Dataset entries
************

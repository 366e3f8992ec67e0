//! Reconciliation logic for MongoDBCluster resources
//!
//! Applies the headless service of every replica set and, for replica sets
//! with exposure enabled, one service per member. Member addresses are then
//! resolved concurrently and written to the status.

use std::collections::BTreeSet;
use std::sync::Arc;
use std::time::{Duration, Instant};

use futures::future::join_all;
use k8s_openapi::api::core::v1::{Pod, Service};
use kube::api::{DeleteParams, ListParams, Patch, PatchParams};
use kube::runtime::controller::Action;
use kube::{Api, ResourceExt};
use serde::de::DeserializeOwned;
use tracing::{debug, error, info, instrument, warn};

use crate::controller::context::Context;
use crate::controller::error::{BackoffConfig, Error, Result};
use crate::controller::status::{StatusManager, resolved_members, spec_changed};
use crate::controller::validation::{exposure_warnings, validate_spec};
use crate::crd::{MemberStatus, MongoDBCluster, ReplsetSpec};
use crate::resources::address::resolve_service_address;
use crate::resources::common::{CLUSTER_LABEL, FIELD_MANAGER, KIND, REPLSET_LABEL, member_name};
use crate::resources::service::{self, service_exposure_mode};

/// Requeue interval once every exposed member has an address
const RESOLVED_REQUEUE: Duration = Duration::from_secs(300);

/// Requeue interval while members are missing or still unresolved
const PENDING_REQUEUE: Duration = Duration::from_secs(30);

/// Main reconciliation function
#[instrument(skip(cluster, ctx), fields(name = %cluster.name_any(), namespace = %cluster.namespace().unwrap_or_default()))]
pub async fn reconcile(cluster: Arc<MongoDBCluster>, ctx: Arc<Context>) -> Result<Action> {
    let ns = cluster
        .namespace()
        .ok_or(Error::MissingObjectKey(".metadata.namespace"))?;
    let name = cluster.name_any();
    let key = format!("{}/{}", ns, name);
    let started = Instant::now();

    info!("Reconciling MongoDBCluster");

    if spec_changed(&cluster) {
        info!(
            "Spec changed for {} (observed: {:?}, generation: {:?})",
            name,
            cluster.status.as_ref().and_then(|s| s.observed_generation),
            cluster.metadata.generation
        );
    }

    let result = reconcile_cluster(&cluster, &ctx, &ns).await;

    if let Some(state) = &ctx.health_state {
        match &result {
            Ok(_) => state
                .metrics
                .record_reconcile(&ns, &name, started.elapsed().as_secs_f64()),
            Err(_) => state.metrics.record_error(&ns, &name),
        }
    }

    match result {
        Ok(action) => {
            info!("Reconciliation completed successfully");
            ctx.failures.reset(&key);
            Ok(action)
        }
        // Member failures were written alongside the other members' addresses
        Err(e) if e.is_recorded_in_status() => Err(e),
        Err(e) => {
            error!("Reconciliation failed: {}", e);
            let status_manager = StatusManager::new(&cluster, &ctx, &ns);
            if let Err(status_err) = status_manager
                .set_failed("ReconciliationFailed", &e.to_string())
                .await
            {
                warn!("Failed to record failure in status: {}", status_err);
            }
            Err(e)
        }
    }
}

/// Error policy for the controller with exponential backoff
pub fn error_policy(cluster: Arc<MongoDBCluster>, error: &Error, ctx: Arc<Context>) -> Action {
    let name = cluster.name_any();
    let key = format!("{}/{}", cluster.namespace().unwrap_or_default(), name);
    let backoff = BackoffConfig::default();

    let attempt = ctx.failures.record_failure(&key);
    let delay = backoff.delay_for_error(error, attempt);

    if error.is_retryable() {
        warn!(
            "Retryable error for {} (attempt {}): {:?}, requeuing in {:?}",
            name,
            attempt + 1,
            error,
            delay
        );
    } else {
        error!(
            "Non-retryable error for {}: {:?}, requeuing in {:?} for manual intervention",
            name, error, delay
        );
    }

    Action::requeue(delay)
}

/// Every externally exposed member as (replset, pod name)
pub fn exposed_members(cluster: &MongoDBCluster) -> Vec<(&ReplsetSpec, String)> {
    let cluster_name = cluster.name_any();
    cluster
        .spec
        .replsets
        .iter()
        .filter(|rs| rs.expose.enabled)
        .flat_map(|rs| {
            let cluster_name = cluster_name.clone();
            (0..rs.size).map(move |ordinal| (rs, member_name(&cluster_name, &rs.name, ordinal)))
        })
        .collect()
}

/// Names of every service the cluster should own: headless replset services
/// and one per exposed member
pub fn desired_service_names(cluster: &MongoDBCluster) -> BTreeSet<String> {
    let cluster_name = cluster.name_any();
    cluster
        .spec
        .replsets
        .iter()
        .map(|rs| service::replset_service_name(&cluster_name, &rs.name))
        .chain(exposed_members(cluster).into_iter().map(|(_, pod)| pod))
        .collect()
}

/// Services owned by `cluster` whose names are no longer desired
///
/// Covers replica sets that shrank, had exposure disabled or were removed.
pub fn stale_services(
    cluster: &MongoDBCluster,
    existing: &[Service],
    desired: &BTreeSet<String>,
) -> Vec<String> {
    let cluster_name = cluster.name_any();
    existing
        .iter()
        .filter(|svc| {
            svc.owner_references()
                .iter()
                .any(|o| o.kind == KIND && o.name == cluster_name)
        })
        .map(|svc| svc.name_any())
        .filter(|name| !desired.contains(name))
        .collect()
}

/// Outcome of resolving every exposed member
#[derive(Debug)]
pub enum MembersOutcome {
    /// Every member ran to completion; `error` is the first member failure
    Observed {
        members: Vec<MemberStatus>,
        error: Option<Error>,
    },
    /// Resolution was cut short by shutdown, nothing worth persisting
    Interrupted,
}

/// Fold per-member results into a single outcome
pub fn collect_members(results: Vec<(MemberStatus, Option<Error>)>) -> MembersOutcome {
    if results
        .iter()
        .any(|(_, err)| err.as_ref().is_some_and(Error::is_cancelled))
    {
        return MembersOutcome::Interrupted;
    }

    let mut members = Vec::with_capacity(results.len());
    let mut error = None;
    for (status, err) in results {
        members.push(status);
        if error.is_none() {
            error = err;
        }
    }
    MembersOutcome::Observed { members, error }
}

/// Requeue sooner while any member is still missing an address
pub fn requeue_after(members: &[MemberStatus]) -> Duration {
    if resolved_members(members) == members.len() {
        RESOLVED_REQUEUE
    } else {
        PENDING_REQUEUE
    }
}

async fn reconcile_cluster(cluster: &MongoDBCluster, ctx: &Context, ns: &str) -> Result<Action> {
    validate_spec(cluster)?;

    let warnings = exposure_warnings(cluster);
    for warning in &warnings {
        warn!("{}", warning);
    }

    for replset in &cluster.spec.replsets {
        let svc = service::generate_replset_service(cluster, replset);
        apply_resource(ctx, ns, &svc).await?;
    }

    let members = exposed_members(cluster);
    for (replset, pod_name) in &members {
        let svc = service::generate_external_service(cluster, replset, pod_name);
        apply_resource(ctx, ns, &svc).await?;
    }

    cleanup_stale_services(cluster, ctx, ns).await?;

    let results = join_all(
        members
            .iter()
            .map(|(replset, pod_name)| resolve_member(ctx, ns, replset, pod_name)),
    )
    .await;

    let (members, first_error) = match collect_members(results) {
        MembersOutcome::Observed { members, error } => (members, error),
        MembersOutcome::Interrupted => {
            info!("Address resolution interrupted by shutdown, leaving status untouched");
            return Ok(Action::await_change());
        }
    };

    let requeue = requeue_after(&members);
    let status_manager = StatusManager::new(cluster, ctx, ns);
    status_manager
        .set_members(
            members,
            &warnings,
            first_error.as_ref().map(|e| e.to_string()),
        )
        .await?;

    match first_error {
        Some(err) => Err(err),
        None => Ok(Action::requeue(requeue)),
    }
}

/// Resolve one member's address
///
/// Missing pods are not an error: pod lifecycle belongs to the StatefulSet.
async fn resolve_member(
    ctx: &Context,
    ns: &str,
    replset: &ReplsetSpec,
    pod_name: &str,
) -> (MemberStatus, Option<Error>) {
    let mut status = MemberStatus {
        name: pod_name.to_string(),
        replset: replset.name.clone(),
        expose_type: replset.expose.expose_type.service_type().to_string(),
        address: None,
        message: None,
    };

    let pods: Api<Pod> = Api::namespaced(ctx.client.clone(), ns);
    let pod = match pods.get_opt(pod_name).await {
        Ok(Some(pod)) => pod,
        Ok(None) => {
            debug!(member = %pod_name, "Member pod does not exist yet");
            status.message = Some("pod not created yet".to_string());
            return (status, None);
        }
        Err(e) => {
            status.message = Some(format!("failed to fetch pod: {}", e));
            return (status, Some(member_error(pod_name, e)));
        }
    };

    // Read back the stored service: cluster IP and node port are assigned server-side
    let services: Api<Service> = Api::namespaced(ctx.client.clone(), ns);
    let svc = match services.get(pod_name).await {
        Ok(svc) => svc,
        Err(e) => {
            status.message = Some(format!("failed to fetch service: {}", e));
            return (status, Some(member_error(pod_name, e)));
        }
    };

    let mode = service_exposure_mode(&svc);
    let started = Instant::now();
    let result =
        resolve_service_address(&svc, &pod, &ctx.client, &ctx.resolver, &ctx.shutdown).await;

    if let Some(state) = &ctx.health_state {
        let outcome = match &result {
            Ok(_) => "resolved",
            Err(e) => e.kind(),
        };
        state.metrics.record_resolution(
            &mode.to_string(),
            outcome,
            started.elapsed().as_secs_f64(),
        );
    }

    match result {
        Ok(address) => {
            debug!(member = %pod_name, %address, "Resolved member address");
            status.address = Some(address.to_string());
            (status, None)
        }
        Err(e) => {
            warn!(member = %pod_name, error = %e, "Failed to resolve member address");
            status.message = Some(e.to_string());
            (status, Some(member_error(pod_name, e)))
        }
    }
}

fn member_error(member: &str, source: impl Into<Error>) -> Error {
    Error::MemberError {
        member: member.to_string(),
        source: Box::new(source.into()),
    }
}

/// Delete services this cluster created that are no longer desired
async fn cleanup_stale_services(cluster: &MongoDBCluster, ctx: &Context, ns: &str) -> Result<()> {
    let api: Api<Service> = Api::namespaced(ctx.client.clone(), ns);
    let selector = format!("{}={},{}", CLUSTER_LABEL, cluster.name_any(), REPLSET_LABEL);

    let existing = api.list(&ListParams::default().labels(&selector)).await?;
    let desired = desired_service_names(cluster);
    for name in stale_services(cluster, &existing.items, &desired) {
        match api.delete(&name, &DeleteParams::default()).await {
            Ok(_) => info!("Deleted stale service: {}", name),
            Err(kube::Error::Api(ae)) if ae.code == 404 => {}
            Err(e) => return Err(e.into()),
        }
    }

    Ok(())
}

/// Apply a Kubernetes resource using server-side apply
async fn apply_resource<T>(ctx: &Context, ns: &str, resource: &T) -> Result<()>
where
    T: kube::Resource<Scope = k8s_openapi::NamespaceResourceScope>
        + serde::Serialize
        + DeserializeOwned
        + Clone
        + std::fmt::Debug,
    <T as kube::Resource>::DynamicType: Default,
{
    let api: Api<T> = Api::namespaced(ctx.client.clone(), ns);
    let name = resource.name_any();

    let patch = Patch::Apply(resource);
    let params = PatchParams::apply(FIELD_MANAGER).force();

    api.patch(&name, &params, &patch).await?;
    debug!("Applied resource: {}", name);

    Ok(())
}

************

Return, line for line and unchanged, the data from its first line through the line containing "#[instrument(skip(cluster, ctx), fields(name".

repository 366e3f8992ec67e0
//! Reconciliation logic for MongoDBCluster resources
//!
//! Applies the headless service of every replica set and, for replica sets
//! with exposure enabled, one service per member. Member addresses are then
//! resolved concurrently and written to the status.

use std::collections::BTreeSet;
use std::sync::Arc;
use std::time::{Duration, Instant};

use futures::future::join_all;
use k8s_openapi::api::core::v1::{Pod, Service};
use kube::api::{DeleteParams, ListParams, Patch, PatchParams};
use kube::runtime::controller::Action;
use kube::{Api, ResourceExt};
use serde::de::DeserializeOwned;
use tracing::{debug, error, info, instrument, warn};

use crate::controller::context::Context;
use crate::controller::error::{BackoffConfig, Error, Result};
use crate::controller::status::{StatusManager, resolved_members, spec_changed};
use crate::controller::validation::{exposure_warnings, validate_spec};
use crate::crd::{MemberStatus, MongoDBCluster, ReplsetSpec};
use crate::resources::address::resolve_service_address;
use crate::resources::common::{CLUSTER_LABEL, FIELD_MANAGER, KIND, REPLSET_LABEL, member_name};
use crate::resources::service::{self, service_exposure_mode};

/// Requeue interval once every exposed member has an address
const RESOLVED_REQUEUE: Duration = Duration::from_secs(300);

/// Requeue interval while members are missing or still unresolved
const PENDING_REQUEUE: Duration = Duration::from_secs(30);

/// Main reconciliation function
#[instrument(skip(cluster, ctx), fields(name = %cluster.name_any(), namespace = %cluster.namespace().unwrap_or_default()))]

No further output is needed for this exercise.